Answer with the exact lines of the following material from the one containing "ok: true, inserted" through the one containing "or student not", both end lines included.

* * * * *

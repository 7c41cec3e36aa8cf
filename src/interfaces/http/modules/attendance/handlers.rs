//! Attendance API handlers

use axum::extract::{Query, State};
use axum::Json;
use tracing::info;

use super::dto::{AttendanceResponse, MarkRequest, RosterQuery, SeedResponse};
use crate::infrastructure::spreadsheet::exports::attendance_workbook;
use crate::interfaces::http::common::{
    ApiError, ApiResult, ErrorBody, IdPath, OkResponse, PageParams, PageResponse, ValidatedJson,
    XlsxDownload,
};
use crate::interfaces::http::middleware::RequireAdmin;
use crate::interfaces::http::router::AppState;
use crate::shared::PerPagePolicy;

async fn ensure_session(state: &AppState, session_id: i32) -> ApiResult<()> {
    if state.repos.sessions().exists(session_id).await? {
        Ok(())
    } else {
        Err(ApiError::not_found("Session not found"))
    }
}

#[utoipa::path(
    get,
    path = "/api/attendance/session/{session_id}",
    tag = "Attendance",
    params(("session_id" = i32, Path, description = "Session id"), RosterQuery, PageParams),
    responses(
        (status = 200, description = "One page of the session roster", body = PageResponse<AttendanceResponse>),
        (status = 404, description = "Session not found", body = ErrorBody)
    ),
    security(("bearer_auth" = []))
)]
pub async fn list_for_session(
    State(state): State<AppState>,
    IdPath(session_id): IdPath,
    Query(query): Query<RosterQuery>,
    Query(paging): Query<PageParams>,
) -> ApiResult<Json<PageResponse<AttendanceResponse>>> {
    ensure_session(&state, session_id).await?;
    let page = state
        .repos
        .attendance()
        .list_for_session(
            session_id,
            query.into_filter(),
            paging.window(PerPagePolicy::LIST),
        )
        .await?;
    Ok(Json(PageResponse::from_result(page)))
}

#[utoipa::path(
    post,
    path = "/api/attendance/seed/{session_id}",
    tag = "Attendance",
    params(("session_id" = i32, Path, description = "Session id")),
    responses(
        (status = 200, description = "Missing students recorded as Absent", body = SeedResponse),
        (status = 404, description = "Session not found", body = ErrorBody)
    ),
    security(("bearer_auth" = []))
)]
pub async fn seed_absent(
    State(state): State<AppState>,
    RequireAdmin(_admin): RequireAdmin,
    IdPath(session_id): IdPath,
) -> ApiResult<Json<SeedResponse>> {
    ensure_session(&state, session_id).await?;
    let inserted = state.repos.attendance().seed_absent(session_id).await?;
    info!(session_id, inserted, "Seeded absent attendance");
    Ok(Json(SeedResponse { ok: true, inserted }))
}

#[utoipa::path(
    post,
    path = "/api/attendance/mark",
    tag = "Attendance",
    request_body = MarkRequest,
    responses(
        (status = 200, description = "Attendance recorded", body = OkResponse),
        (status = 400, description = "session_id, student_id, and valid status are required", body = ErrorBody),
        (status = 404, description = "Session or student not found", body = ErrorBody)
    ),
    security(("bearer_auth" = []))
)]
pub async fn mark(
    State(state): State<AppState>,
    RequireAdmin(_admin): RequireAdmin,
    ValidatedJson(body): ValidatedJson<MarkRequest>,
) -> ApiResult<Json<OkResponse>> {
    state.repos.attendance().mark(body.into_mark()?).await?;
    Ok(OkResponse::json())
}

#[utoipa::path(
    get,
    path = "/api/attendance/export/session/{session_id}",
    tag = "Attendance",
    params(("session_id" = i32, Path, description = "Session id")),
    responses(
        (status = 200, description = "attendance_session_{id}.xlsx", content_type = "application/vnd.openxmlformats-officedocument.spreadsheetml.sheet"),
        (status = 404, description = "Session not found", body = ErrorBody)
    ),
    security(("bearer_auth" = []))
)]
pub async fn export_session(
    State(state): State<AppState>,
    RequireAdmin(_admin): RequireAdmin,
    IdPath(session_id): IdPath,
) -> ApiResult<XlsxDownload> {
    ensure_session(&state, session_id).await?;
    let rows = state
        .repos
        .attendance()
        .export_for_session(session_id)
        .await?;
    let bytes = attendance_workbook(&rows)?;
    Ok(XlsxDownload::new(
        format!("attendance_session_{}.xlsx", session_id),
        bytes,
    ))
}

* * * * *

Completed task:
    Ok(Json(SeedResponse { ok: true, inserted }))
}

#[utoipa::path(
    post,
    path = "/api/attendance/mark",
    tag = "Attendance",
    request_body = MarkRequest,
    responses(
        (status = 200, description = "Attendance recorded", body = OkResponse),
        (status = 400, description = "session_id, student_id, and valid status are required", body = ErrorBody),
        (status = 404, description = "Session or student not found", body = ErrorBody)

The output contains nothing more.